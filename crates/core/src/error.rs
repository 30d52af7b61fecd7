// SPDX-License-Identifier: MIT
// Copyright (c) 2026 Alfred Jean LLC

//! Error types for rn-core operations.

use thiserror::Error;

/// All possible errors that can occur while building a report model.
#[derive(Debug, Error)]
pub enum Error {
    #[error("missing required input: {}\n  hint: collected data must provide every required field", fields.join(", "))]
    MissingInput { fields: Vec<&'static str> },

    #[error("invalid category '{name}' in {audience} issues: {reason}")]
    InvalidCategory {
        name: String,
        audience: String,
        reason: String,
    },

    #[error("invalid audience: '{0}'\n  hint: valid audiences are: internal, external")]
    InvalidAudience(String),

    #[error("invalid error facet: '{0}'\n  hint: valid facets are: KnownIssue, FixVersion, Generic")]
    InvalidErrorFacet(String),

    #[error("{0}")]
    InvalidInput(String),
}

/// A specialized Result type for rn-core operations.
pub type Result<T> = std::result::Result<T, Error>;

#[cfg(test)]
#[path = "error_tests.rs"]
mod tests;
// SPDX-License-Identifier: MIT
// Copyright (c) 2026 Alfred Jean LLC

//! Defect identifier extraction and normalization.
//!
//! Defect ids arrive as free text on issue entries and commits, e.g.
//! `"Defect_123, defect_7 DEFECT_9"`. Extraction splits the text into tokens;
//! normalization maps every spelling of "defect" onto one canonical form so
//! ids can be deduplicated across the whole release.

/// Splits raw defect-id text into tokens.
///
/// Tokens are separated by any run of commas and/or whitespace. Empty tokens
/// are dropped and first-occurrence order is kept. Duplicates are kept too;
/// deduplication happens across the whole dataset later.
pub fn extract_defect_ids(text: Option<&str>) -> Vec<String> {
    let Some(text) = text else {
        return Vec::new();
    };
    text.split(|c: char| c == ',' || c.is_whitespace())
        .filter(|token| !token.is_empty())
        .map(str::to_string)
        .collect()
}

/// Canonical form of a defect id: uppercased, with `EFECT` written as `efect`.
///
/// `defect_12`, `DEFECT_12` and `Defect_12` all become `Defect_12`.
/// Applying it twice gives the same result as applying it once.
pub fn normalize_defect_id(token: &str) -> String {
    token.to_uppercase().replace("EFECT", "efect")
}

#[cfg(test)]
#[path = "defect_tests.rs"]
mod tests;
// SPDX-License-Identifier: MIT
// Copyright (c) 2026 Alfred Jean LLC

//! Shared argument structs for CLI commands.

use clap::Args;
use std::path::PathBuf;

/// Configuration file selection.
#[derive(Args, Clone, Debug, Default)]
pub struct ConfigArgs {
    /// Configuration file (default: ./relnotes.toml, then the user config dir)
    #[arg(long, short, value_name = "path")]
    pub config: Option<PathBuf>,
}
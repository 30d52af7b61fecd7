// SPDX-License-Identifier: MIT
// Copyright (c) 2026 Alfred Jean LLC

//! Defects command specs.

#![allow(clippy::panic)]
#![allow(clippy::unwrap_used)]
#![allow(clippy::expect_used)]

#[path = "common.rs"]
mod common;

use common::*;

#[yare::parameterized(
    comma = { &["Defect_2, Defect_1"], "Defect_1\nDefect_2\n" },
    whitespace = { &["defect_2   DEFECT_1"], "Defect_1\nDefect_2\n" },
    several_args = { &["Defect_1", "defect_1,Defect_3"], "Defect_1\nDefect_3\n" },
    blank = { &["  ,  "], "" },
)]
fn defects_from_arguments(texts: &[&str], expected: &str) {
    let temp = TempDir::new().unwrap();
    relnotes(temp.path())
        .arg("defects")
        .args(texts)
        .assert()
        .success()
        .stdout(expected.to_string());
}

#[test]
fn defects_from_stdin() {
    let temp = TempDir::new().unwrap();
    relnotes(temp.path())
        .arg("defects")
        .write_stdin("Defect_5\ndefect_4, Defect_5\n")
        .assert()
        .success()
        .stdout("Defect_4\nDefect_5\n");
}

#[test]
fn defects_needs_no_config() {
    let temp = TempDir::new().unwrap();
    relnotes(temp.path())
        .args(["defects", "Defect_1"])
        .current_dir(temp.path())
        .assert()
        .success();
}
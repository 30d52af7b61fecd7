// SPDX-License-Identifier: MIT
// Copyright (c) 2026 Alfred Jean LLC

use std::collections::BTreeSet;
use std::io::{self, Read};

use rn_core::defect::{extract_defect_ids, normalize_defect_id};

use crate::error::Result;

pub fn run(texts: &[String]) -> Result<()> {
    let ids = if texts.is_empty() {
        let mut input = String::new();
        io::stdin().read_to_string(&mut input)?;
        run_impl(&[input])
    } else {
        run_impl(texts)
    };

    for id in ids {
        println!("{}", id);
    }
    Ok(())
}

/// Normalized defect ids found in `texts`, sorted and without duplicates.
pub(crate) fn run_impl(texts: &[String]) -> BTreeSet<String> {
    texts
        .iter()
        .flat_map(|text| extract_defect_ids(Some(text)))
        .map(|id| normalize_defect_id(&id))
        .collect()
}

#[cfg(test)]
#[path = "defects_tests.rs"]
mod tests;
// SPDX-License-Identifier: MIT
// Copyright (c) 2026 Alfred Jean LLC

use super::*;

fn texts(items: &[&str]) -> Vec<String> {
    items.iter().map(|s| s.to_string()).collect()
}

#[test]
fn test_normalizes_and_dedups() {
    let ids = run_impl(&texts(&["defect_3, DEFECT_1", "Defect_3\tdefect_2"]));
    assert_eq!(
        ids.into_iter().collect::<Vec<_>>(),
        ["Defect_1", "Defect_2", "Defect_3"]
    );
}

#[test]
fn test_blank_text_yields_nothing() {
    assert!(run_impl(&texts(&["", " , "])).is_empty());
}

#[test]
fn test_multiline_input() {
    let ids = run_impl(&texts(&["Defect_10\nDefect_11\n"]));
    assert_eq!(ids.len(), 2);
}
==
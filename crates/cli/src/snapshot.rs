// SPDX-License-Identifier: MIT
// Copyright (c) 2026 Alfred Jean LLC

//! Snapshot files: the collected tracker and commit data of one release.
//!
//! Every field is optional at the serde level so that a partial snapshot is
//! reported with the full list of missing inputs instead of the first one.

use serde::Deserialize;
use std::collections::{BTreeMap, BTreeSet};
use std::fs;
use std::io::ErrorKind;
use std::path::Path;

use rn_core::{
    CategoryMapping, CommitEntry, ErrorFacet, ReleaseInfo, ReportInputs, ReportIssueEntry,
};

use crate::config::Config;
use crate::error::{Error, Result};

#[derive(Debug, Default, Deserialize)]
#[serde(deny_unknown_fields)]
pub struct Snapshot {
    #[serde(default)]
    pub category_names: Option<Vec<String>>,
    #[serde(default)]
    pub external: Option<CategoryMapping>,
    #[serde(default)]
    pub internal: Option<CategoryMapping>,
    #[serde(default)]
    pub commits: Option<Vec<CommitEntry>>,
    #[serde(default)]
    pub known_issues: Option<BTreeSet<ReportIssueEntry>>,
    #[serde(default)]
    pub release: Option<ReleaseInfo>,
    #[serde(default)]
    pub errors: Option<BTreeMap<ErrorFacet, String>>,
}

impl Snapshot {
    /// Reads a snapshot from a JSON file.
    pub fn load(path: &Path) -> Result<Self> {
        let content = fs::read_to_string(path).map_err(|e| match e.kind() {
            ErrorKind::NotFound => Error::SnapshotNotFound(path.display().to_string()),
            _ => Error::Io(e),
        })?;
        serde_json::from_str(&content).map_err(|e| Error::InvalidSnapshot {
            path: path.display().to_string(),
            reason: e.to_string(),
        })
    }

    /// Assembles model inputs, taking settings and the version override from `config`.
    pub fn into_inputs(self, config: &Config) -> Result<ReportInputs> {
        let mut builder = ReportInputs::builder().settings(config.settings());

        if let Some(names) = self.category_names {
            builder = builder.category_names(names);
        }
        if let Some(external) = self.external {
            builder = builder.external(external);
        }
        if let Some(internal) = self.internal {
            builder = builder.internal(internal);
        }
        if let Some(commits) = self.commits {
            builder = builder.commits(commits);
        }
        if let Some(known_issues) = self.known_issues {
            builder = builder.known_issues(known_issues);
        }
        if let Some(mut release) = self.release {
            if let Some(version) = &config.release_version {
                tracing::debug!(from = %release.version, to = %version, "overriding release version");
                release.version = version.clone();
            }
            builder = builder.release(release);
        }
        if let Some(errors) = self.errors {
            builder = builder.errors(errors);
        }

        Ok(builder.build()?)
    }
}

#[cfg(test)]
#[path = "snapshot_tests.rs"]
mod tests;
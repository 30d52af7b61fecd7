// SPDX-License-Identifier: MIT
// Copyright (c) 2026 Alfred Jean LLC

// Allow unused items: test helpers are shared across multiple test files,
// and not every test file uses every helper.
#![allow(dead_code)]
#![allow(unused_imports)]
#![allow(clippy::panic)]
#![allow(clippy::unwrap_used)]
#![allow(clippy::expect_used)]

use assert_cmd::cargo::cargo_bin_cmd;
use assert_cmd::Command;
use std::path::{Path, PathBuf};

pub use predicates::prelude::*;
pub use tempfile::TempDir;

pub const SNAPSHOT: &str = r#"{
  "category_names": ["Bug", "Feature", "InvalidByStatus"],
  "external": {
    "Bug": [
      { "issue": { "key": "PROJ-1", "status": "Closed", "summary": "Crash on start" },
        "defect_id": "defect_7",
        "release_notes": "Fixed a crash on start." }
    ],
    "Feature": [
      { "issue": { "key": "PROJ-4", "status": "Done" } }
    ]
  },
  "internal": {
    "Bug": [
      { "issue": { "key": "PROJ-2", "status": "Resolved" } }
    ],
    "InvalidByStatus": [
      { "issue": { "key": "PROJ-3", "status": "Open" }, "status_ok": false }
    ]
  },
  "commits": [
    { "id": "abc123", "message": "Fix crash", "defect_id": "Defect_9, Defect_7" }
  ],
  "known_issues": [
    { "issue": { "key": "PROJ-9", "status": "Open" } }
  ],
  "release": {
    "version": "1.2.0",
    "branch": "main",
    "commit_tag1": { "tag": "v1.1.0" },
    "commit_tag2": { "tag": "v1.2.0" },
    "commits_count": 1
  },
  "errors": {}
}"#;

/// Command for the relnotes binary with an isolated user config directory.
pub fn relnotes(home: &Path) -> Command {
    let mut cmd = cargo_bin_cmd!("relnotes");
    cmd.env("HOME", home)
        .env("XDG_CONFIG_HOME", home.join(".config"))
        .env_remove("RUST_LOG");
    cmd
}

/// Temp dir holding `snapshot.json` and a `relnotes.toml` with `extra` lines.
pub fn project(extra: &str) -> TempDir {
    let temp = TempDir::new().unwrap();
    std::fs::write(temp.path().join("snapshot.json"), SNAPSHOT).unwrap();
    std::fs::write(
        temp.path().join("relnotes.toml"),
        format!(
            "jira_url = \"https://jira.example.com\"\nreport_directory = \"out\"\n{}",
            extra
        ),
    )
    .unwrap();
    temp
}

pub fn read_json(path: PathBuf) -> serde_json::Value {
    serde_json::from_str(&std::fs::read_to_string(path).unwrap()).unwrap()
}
---
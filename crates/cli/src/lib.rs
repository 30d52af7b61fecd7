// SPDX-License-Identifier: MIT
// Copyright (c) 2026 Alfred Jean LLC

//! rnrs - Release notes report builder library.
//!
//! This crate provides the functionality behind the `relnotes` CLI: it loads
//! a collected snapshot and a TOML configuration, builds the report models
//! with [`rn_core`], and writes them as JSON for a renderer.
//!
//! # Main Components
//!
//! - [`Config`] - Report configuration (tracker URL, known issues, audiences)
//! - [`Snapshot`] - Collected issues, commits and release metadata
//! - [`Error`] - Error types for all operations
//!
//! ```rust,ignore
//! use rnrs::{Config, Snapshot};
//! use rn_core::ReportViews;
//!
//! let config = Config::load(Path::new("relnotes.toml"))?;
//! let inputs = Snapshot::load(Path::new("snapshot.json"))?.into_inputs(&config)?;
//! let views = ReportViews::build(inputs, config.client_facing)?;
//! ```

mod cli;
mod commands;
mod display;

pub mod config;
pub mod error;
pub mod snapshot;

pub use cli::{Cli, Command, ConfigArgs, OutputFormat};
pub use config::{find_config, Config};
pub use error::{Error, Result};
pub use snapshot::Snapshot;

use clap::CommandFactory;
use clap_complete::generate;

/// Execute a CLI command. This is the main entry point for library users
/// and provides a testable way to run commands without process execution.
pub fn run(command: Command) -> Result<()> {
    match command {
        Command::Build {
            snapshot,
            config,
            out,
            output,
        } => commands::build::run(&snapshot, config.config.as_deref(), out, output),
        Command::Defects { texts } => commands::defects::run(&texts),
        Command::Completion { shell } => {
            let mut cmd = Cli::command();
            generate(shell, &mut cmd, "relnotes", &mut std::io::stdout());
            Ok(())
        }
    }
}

§ TASK: In the data, how many lines hold the word "stdout"? State that number alone.

§ RESULT OF THIS EXERCISE: 3